El Amor Fraternal en Masonería

Por Q∴H∴ Ramiro Garduno Romero

La tradición masónica angloamericana reconoce como fundamento de la conducta del iniciado el amor fraternal y constituye el primero de los tres principios: Amor Fraternal, Socorro y Verdad. Thomas Smith Webb, autor del primer monitor masónico de autoría estadounidense y figura de la Masonería en Providence, Rhode Island, fijó esta formulación para las logias americanas en su Freemason’s Monitor (1797).[1]

La Constitución de Anderson define la función institucional de ese principio. En su primer Cargo, describe a la Masonería como “centro de unión y medio de conciliar la amistad verdadera entre personas que habrían permanecido a distancia perpetua”.[2] El amor fraternal opera como deber recíproco que vincula a individuos separados por origen, credo o condición, y sostiene la cohesión del cuerpo social.

Este deber lo ejerce el masón particularmente a través del socorro al hermano en necesidad, la tolerancia entre convicciones distintas y la moderación en el trato. La eficacia del principio reside en su ejercicio continuo.

En Masonería se representa mediante la cuchara de albañil, llana o trulla (trowel), herramienta utilizada de forma operativa para aplicar, extender y retirar los excesos del cemento que une las piedras de una edificación y simbólicamente para esparcir “el cemento del amor fraternal y del afecto”, que congrega a los miembros del cuerpo en una sola estructura.[3] Se atribuye al maestro masón porque se requiere cierto dominio de sí mismo y ser conscientes sobre el carácter voluntario del vínculo fraterno.

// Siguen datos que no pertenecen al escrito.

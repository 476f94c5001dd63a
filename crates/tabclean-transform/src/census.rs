//! Missing-value census.

use polars::prelude::{DataFrame, IntoColumn, NamedFrom, Series};
use serde::Serialize;

use crate::error::Result;

/// Name of the column-name column in the census table.
pub const CENSUS_COLUMN: &str = "column";
/// Name of the count column in the census table.
pub const CENSUS_NA_COUNT: &str = "na_count";

/// Missing-value count for one column.
#[derive(Debug, Clone, PartialEq, Eq, Serialize)]
pub struct NullCount {
    pub column: String,
    pub na_count: u64,
}

/// Counts missing values per column, in column order.
pub fn null_counts(df: &DataFrame) -> Vec<NullCount> {
    df.get_columns()
        .iter()
        .map(|col| NullCount {
            column: col.name().to_string(),
            na_count: col.null_count() as u64,
        })
        .collect()
}

/// Builds the census table: one row per input column with its missing count.
///
/// The result has two columns, [`CENSUS_COLUMN`] and [`CENSUS_NA_COUNT`], and
/// lists the input columns in their original order.
pub fn column_na_count_df(df: &DataFrame) -> Result<DataFrame> {
    let counts = null_counts(df);
    let names: Vec<String> = counts.iter().map(|c| c.column.clone()).collect();
    let na_counts: Vec<u64> = counts.iter().map(|c| c.na_count).collect();

    let census = DataFrame::new(vec![
        Series::new(CENSUS_COLUMN.into(), names).into_column(),
        Series::new(CENSUS_NA_COUNT.into(), na_counts).into_column(),
    ])?;
    tracing::debug!(columns = census.height(), "built null census");
    Ok(census)
}
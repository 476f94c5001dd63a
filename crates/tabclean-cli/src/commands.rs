//! Subcommand handlers.

use anyhow::{Context, Result};

use tabclean_cli::pipeline::{clean_to_file, column_dict, stage_null_counts};
use tabclean_cli::types::CleanResult;

use crate::cli::{CleanArgs, ColumnsArgs, NullsArgs, OutputFormatArg};
use crate::summary::{print_null_counts, print_rename_map};

pub fn run_columns(args: &ColumnsArgs) -> Result<()> {
    let map = column_dict(&args.input)?;
    match args.format {
        OutputFormatArg::Table => print_rename_map(&map),
        OutputFormatArg::Json => {
            let json = serde_json::to_string_pretty(&map).context("serialize rename map")?;
            println!("{json}");
        }
    }
    Ok(())
}

pub fn run_nulls(args: &NullsArgs) -> Result<()> {
    let counts = stage_null_counts(
        &args.input,
        args.stage.into(),
        &args.filters.options(),
        args.only_missing,
    )?;
    match args.format {
        OutputFormatArg::Table => print_null_counts(&counts),
        OutputFormatArg::Json => {
            let json = serde_json::to_string_pretty(&counts).context("serialize null counts")?;
            println!("{json}");
        }
    }
    Ok(())
}

pub fn run_clean(args: &CleanArgs) -> Result<CleanResult> {
    clean_to_file(
        &args.input,
        args.output.as_deref(),
        &args.filters.options(),
        args.dry_run,
    )
}
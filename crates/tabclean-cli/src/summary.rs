use comfy_table::modifiers::{UTF8_ROUND_CORNERS, UTF8_SOLID_INNER_BORDERS};
use comfy_table::presets::{UTF8_FULL, UTF8_FULL_CONDENSED};
use comfy_table::{
    Attribute, Cell, CellAlignment, Color, ColumnConstraint, ContentArrangement, Table, Width,
};

use tabclean_ingest::RenameMap;
use tabclean_transform::NullCount;

use tabclean_cli::types::{CleanResult, StageSummary};

/// Dropped column names listed per stage before eliding the rest.
const DROPPED_PREVIEW: usize = 6;

pub fn print_clean_summary(result: &CleanResult) {
    println!("Input: {}", result.input.display());
    match &result.output {
        Some(path) => println!("Output: {}", path.display()),
        None => println!("Output: (dry run, nothing written)"),
    }
    println!("Rows: {}", result.rows());

    let mut table = Table::new();
    table.set_header(vec![
        header_cell("Stage"),
        header_cell("Columns in"),
        header_cell("Renamed"),
        header_cell("Dropped"),
        header_cell("Columns out"),
        header_cell("Dropped columns"),
    ]);
    apply_summary_table_style(&mut table);
    for index in 1..=4 {
        align_column(&mut table, index, CellAlignment::Right);
    }
    for stage in &result.stages {
        table.add_row(vec![
            Cell::new(stage.name)
                .fg(Color::Blue)
                .add_attribute(Attribute::Bold),
            Cell::new(stage.columns_in),
            count_cell(stage.renamed, Color::Green),
            count_cell(stage.dropped.len(), Color::Yellow),
            Cell::new(stage.columns_out),
            dropped_cell(stage),
        ]);
    }
    let final_width = result.stages.last().map_or(0, |stage| stage.columns_out);
    table.add_row(vec![
        Cell::new("TOTAL")
            .fg(Color::Cyan)
            .add_attribute(Attribute::Bold),
        dim_cell("-"),
        dim_cell("-"),
        count_cell(result.dropped_total(), Color::Yellow).add_attribute(Attribute::Bold),
        Cell::new(final_width).add_attribute(Attribute::Bold),
        dim_cell("-"),
    ]);
    println!("{table}");
}

pub fn print_rename_map(map: &RenameMap) {
    let mut table = Table::new();
    table.set_header(vec![header_cell("Label"), header_cell("Column")]);
    apply_table_style(&mut table);
    for (label, identifier) in map.iter() {
        table.add_row(vec![Cell::new(label), Cell::new(identifier).fg(Color::Blue)]);
    }
    println!("{table}");
    println!("{} columns mapped", map.len());
}

pub fn print_null_counts(counts: &[NullCount]) {
    let mut table = Table::new();
    table.set_header(vec![header_cell("Column"), header_cell("Missing")]);
    apply_table_style(&mut table);
    align_column(&mut table, 1, CellAlignment::Right);
    for count in counts {
        table.add_row(vec![
            Cell::new(&count.column),
            count_cell(count.na_count as usize, Color::Red),
        ]);
    }
    println!("{table}");
}

fn apply_table_style(table: &mut Table) {
    table
        .load_preset(UTF8_FULL_CONDENSED)
        .apply_modifier(UTF8_ROUND_CORNERS)
        .set_content_arrangement(ContentArrangement::Dynamic)
        .set_width(120);
}

fn apply_summary_table_style(table: &mut Table) {
    table
        .load_preset(UTF8_FULL)
        .apply_modifier(UTF8_ROUND_CORNERS)
        .apply_modifier(UTF8_SOLID_INNER_BORDERS)
        .set_content_arrangement(ContentArrangement::DynamicFullWidth)
        .set_width(140);
    if table.column_count() >= 6 {
        table.set_constraints(vec![
            ColumnConstraint::UpperBoundary(Width::Fixed(16)),
            ColumnConstraint::LowerBoundary(Width::Fixed(10)),
            ColumnConstraint::LowerBoundary(Width::Fixed(9)),
            ColumnConstraint::LowerBoundary(Width::Fixed(9)),
            ColumnConstraint::LowerBoundary(Width::Fixed(11)),
            ColumnConstraint::UpperBoundary(Width::Percentage(50)),
        ]);
    }
}

fn align_column(table: &mut Table, index: usize, alignment: CellAlignment) {
    if let Some(column) = table.column_mut(index) {
        column.set_cell_alignment(alignment);
    }
}

fn dropped_cell(stage: &StageSummary) -> Cell {
    if stage.dropped.is_empty() {
        return dim_cell("-");
    }
    let hidden = stage.dropped.len().saturating_sub(DROPPED_PREVIEW);
    let mut shown: Vec<String> = stage
        .dropped
        .iter()
        .take(DROPPED_PREVIEW)
        .cloned()
        .collect();
    if hidden > 0 {
        shown.push(format!("(+{hidden} more)"));
    }
    Cell::new(shown.join(", "))
}

fn count_cell(count: usize, color: Color) -> Cell {
    if count > 0 {
        Cell::new(count).fg(color).add_attribute(Attribute::Bold)
    } else {
        dim_cell(count)
    }
}

fn header_cell(label: &str) -> Cell {
    Cell::new(label)
        .fg(Color::Cyan)
        .add_attribute(Attribute::Bold)
}

fn dim_cell<T: ToString>(value: T) -> Cell {
    Cell::new(value).fg(Color::DarkGrey)
}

Dos construcciones literarias del siglo XX describen órdenes sociales que suprimen esa voluntad. Un Mundo Feliz de Aldous Huxley organiza la estabilidad mediante el condicionamiento y el placer administrado, y disuelve el vínculo fraterno en una sociabilidad uniforme. En 1984 de George Orwell, el orden impone la cohesión mediante la vigilancia y el temor, y reemplaza la confianza por la delación. Ambos modelos establecen la concordia por determinación externa.[4]

En Masonería la libertad constituye la condición del amor fraternal, que se asume por elección propia. Esa vía permanece inacabada e incorpora la incertidumbre como componente constitutivo. La capacidad de elegir el vínculo, con el riesgo inherente a la elección, define al ser humano. La Masonería expresa este principio en su fórmula: el hermano es libre y aceptado, y contrae la obligación fraterna por su propia voluntad.

La Gran Logia de Rhode Island conserva esta tradición. Quienes deseen conocer el ejercicio de estos principios pueden acercarse a los trabajos de la Logia Libertad No. 50, donde el amor fraternal se practica como deber cotidiano.


[1]Thomas Smith Webb, The Freemason’s Monitor; or, Illustrations of Masonry, publicado originalmente en 1797 (Albany, N.Y.: Spencer and Webb); edición digitalizada en Internet Archive, https://archive.org/stream/freemasonsmonito00webb/freemasonsmonito00webb_djvu.txt.

[2]James Anderson, “The Charges of a Free-Mason,” I, en The Constitutions of the Free-Masons (Londres, 1723), Internet Archive, https://archive.org/details/the-constitutions-of-the-free-masons-1723. Traducción del autor.

[3]Webb, The Freemason’s Monitor, “The Working Tools of a Master Mason.” Traducción del autor.

[4]Aldous Huxley, Brave New World (Londres: Chatto and Windus, 1932); George Orwell, Nineteen Eighty-Four (Londres: Secker and Warburg, 1949).